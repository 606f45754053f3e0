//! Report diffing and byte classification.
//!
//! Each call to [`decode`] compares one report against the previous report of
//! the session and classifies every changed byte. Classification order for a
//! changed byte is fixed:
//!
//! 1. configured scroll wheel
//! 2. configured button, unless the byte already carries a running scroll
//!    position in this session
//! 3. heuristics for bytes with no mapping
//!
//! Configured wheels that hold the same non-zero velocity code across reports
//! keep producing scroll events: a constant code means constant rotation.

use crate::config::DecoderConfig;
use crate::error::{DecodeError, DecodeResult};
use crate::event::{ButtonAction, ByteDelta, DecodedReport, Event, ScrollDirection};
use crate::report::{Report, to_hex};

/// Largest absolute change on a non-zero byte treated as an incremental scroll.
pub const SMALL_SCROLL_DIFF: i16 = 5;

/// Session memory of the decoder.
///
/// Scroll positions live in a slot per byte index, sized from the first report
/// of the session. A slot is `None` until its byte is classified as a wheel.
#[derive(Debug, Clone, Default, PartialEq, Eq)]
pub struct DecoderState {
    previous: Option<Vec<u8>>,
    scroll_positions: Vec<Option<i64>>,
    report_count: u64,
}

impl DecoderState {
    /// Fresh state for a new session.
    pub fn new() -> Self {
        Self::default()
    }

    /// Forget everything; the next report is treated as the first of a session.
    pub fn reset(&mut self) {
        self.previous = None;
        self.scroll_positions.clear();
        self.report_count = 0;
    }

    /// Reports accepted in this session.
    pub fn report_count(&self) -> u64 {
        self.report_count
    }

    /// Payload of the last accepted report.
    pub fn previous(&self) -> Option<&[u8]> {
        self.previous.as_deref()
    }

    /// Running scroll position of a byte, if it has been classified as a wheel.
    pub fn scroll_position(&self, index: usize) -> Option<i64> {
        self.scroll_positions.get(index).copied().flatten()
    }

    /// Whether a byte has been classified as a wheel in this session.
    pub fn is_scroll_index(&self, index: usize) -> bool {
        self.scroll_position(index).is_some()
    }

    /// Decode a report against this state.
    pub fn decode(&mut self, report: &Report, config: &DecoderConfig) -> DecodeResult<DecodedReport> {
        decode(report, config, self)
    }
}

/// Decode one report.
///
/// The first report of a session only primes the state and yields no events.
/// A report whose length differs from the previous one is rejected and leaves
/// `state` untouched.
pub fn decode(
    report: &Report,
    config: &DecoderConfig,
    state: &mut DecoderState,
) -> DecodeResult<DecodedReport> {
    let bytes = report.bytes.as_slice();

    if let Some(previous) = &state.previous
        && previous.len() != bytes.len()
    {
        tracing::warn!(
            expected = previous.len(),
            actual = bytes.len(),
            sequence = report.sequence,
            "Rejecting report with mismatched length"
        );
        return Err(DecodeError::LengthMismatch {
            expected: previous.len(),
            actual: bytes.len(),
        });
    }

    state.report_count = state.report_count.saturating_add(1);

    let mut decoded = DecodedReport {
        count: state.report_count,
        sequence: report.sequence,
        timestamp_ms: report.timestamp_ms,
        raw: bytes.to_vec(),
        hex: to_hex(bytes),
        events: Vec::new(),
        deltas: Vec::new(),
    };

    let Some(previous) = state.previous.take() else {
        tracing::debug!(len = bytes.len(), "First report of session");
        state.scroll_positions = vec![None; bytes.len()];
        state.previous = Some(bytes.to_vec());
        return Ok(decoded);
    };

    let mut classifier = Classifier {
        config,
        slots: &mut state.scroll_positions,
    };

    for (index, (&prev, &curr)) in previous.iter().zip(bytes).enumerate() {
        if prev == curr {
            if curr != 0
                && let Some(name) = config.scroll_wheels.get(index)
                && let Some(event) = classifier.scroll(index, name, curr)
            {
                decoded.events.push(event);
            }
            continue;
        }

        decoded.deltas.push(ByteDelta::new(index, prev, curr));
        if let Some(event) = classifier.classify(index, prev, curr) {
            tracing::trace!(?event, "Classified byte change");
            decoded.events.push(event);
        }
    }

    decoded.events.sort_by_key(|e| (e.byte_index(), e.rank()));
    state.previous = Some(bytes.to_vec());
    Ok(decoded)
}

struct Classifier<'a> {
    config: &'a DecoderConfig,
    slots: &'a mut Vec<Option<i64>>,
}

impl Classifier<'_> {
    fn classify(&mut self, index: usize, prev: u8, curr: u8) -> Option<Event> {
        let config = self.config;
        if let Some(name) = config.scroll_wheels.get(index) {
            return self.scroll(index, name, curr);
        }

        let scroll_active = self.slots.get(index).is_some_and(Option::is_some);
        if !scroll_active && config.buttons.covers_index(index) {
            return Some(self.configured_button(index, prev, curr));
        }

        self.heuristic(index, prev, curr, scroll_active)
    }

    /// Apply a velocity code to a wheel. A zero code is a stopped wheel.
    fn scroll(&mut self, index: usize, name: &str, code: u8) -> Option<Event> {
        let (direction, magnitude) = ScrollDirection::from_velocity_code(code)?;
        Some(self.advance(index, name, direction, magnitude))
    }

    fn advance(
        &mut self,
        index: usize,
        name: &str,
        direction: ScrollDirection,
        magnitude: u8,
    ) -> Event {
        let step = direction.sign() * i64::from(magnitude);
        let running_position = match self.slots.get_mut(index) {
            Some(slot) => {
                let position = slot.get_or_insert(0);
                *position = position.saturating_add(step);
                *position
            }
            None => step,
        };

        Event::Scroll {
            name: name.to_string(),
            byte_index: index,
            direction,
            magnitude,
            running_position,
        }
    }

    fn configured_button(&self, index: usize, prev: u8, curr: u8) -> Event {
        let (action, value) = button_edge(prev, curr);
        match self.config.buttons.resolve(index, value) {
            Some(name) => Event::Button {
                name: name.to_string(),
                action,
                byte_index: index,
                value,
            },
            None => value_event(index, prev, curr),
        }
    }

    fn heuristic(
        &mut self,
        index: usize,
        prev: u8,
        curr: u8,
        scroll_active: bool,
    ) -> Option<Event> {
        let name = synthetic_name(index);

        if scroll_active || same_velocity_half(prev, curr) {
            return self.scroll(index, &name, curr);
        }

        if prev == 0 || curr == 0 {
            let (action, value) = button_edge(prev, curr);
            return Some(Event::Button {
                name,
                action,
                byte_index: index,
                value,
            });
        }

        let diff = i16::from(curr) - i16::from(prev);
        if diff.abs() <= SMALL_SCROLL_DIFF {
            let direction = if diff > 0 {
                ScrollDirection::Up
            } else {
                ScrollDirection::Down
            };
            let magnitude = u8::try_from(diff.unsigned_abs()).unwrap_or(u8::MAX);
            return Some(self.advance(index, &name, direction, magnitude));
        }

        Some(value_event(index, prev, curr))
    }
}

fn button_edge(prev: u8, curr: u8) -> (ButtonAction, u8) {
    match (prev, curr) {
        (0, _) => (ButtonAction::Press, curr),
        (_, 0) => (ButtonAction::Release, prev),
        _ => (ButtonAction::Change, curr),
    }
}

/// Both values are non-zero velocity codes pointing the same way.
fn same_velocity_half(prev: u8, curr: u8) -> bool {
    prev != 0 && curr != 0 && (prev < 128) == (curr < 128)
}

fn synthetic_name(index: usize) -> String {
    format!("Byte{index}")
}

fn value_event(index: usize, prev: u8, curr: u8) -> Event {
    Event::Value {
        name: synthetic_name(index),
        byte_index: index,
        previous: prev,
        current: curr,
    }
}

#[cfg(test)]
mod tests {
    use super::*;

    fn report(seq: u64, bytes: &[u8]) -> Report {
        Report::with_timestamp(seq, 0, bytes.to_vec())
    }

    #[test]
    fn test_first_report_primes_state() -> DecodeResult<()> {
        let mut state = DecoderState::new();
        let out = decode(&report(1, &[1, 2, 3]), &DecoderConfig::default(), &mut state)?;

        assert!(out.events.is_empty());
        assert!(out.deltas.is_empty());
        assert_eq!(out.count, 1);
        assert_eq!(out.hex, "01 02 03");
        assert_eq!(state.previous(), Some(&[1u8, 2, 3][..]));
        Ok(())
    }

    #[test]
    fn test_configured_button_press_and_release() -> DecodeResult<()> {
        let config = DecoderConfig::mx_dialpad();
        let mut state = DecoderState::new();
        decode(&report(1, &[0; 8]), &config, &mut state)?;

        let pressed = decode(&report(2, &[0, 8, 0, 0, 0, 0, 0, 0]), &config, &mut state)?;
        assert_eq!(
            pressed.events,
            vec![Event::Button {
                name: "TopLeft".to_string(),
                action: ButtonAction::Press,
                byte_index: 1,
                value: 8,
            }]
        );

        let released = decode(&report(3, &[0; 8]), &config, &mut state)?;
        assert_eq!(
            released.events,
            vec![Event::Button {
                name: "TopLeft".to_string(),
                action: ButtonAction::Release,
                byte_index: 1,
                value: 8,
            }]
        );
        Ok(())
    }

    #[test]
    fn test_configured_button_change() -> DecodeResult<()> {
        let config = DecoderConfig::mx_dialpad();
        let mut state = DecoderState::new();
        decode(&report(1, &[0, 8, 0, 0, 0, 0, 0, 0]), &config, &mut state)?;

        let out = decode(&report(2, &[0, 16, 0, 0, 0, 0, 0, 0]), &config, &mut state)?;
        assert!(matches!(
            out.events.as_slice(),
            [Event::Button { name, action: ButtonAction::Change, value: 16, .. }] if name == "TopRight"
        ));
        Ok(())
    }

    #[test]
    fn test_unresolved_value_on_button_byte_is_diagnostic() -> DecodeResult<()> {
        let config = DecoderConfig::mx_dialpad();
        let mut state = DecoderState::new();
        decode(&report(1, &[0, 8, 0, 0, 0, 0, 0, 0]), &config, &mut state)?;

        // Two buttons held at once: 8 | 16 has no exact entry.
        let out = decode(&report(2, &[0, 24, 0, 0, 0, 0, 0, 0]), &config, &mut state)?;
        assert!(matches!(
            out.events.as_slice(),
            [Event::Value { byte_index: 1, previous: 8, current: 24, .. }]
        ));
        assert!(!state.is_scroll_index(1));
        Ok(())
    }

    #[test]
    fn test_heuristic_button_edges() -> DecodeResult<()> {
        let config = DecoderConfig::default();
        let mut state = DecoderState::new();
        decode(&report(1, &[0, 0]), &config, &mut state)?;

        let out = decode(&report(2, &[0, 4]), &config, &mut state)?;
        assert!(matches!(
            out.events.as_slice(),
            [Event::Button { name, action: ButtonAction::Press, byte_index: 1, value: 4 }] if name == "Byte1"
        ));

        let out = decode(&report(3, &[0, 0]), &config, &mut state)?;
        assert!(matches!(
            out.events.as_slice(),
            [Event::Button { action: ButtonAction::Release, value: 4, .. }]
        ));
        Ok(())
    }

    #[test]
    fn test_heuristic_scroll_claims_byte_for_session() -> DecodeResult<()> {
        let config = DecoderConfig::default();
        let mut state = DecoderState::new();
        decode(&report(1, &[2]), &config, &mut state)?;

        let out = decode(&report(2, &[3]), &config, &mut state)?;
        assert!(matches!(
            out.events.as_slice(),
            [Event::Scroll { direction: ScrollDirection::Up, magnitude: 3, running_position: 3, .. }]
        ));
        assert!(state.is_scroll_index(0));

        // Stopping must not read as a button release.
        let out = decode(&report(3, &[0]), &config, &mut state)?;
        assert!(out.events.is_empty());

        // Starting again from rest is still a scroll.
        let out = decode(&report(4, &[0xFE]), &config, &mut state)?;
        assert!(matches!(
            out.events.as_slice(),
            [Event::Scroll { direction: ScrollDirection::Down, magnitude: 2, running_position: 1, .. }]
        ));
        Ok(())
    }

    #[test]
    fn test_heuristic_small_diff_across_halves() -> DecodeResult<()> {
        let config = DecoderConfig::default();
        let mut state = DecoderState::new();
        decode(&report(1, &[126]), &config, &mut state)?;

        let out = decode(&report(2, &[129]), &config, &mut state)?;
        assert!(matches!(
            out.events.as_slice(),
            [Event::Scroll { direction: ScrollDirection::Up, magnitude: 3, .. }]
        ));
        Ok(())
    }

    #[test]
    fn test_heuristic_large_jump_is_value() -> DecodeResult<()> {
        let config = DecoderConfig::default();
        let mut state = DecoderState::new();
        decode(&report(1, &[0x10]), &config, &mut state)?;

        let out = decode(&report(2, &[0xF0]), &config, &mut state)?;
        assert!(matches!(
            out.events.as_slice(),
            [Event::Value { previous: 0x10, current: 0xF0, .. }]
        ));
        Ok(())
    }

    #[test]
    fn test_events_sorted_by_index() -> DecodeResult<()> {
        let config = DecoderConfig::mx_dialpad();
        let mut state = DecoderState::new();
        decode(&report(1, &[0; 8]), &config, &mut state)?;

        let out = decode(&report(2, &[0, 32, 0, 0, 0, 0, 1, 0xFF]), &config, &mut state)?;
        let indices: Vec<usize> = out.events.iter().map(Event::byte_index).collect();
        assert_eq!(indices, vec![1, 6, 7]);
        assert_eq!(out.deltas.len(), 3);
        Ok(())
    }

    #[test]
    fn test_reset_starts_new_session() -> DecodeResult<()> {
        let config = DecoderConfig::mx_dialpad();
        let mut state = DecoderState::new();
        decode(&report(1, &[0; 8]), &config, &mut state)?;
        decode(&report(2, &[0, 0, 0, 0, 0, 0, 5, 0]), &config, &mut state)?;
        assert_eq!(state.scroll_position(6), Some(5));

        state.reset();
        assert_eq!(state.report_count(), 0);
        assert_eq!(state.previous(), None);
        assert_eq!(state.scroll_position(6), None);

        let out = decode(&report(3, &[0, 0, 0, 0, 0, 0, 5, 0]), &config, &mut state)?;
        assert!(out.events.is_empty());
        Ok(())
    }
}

☆ ☆ ☆

◆ WHAT YOU HAVE TO DO ◆
Filter the listing by the string "DecodedReport"; copy each matching line.

◆ PROBLEM SOLUTION ◆
use crate::event::{ButtonAction, ByteDelta, DecodedReport, Event, ScrollDirection};
    pub fn decode(&mut self, report: &Report, config: &DecoderConfig) -> DecodeResult<DecodedReport> {
) -> DecodeResult<DecodedReport> {
    let mut decoded = DecodedReport {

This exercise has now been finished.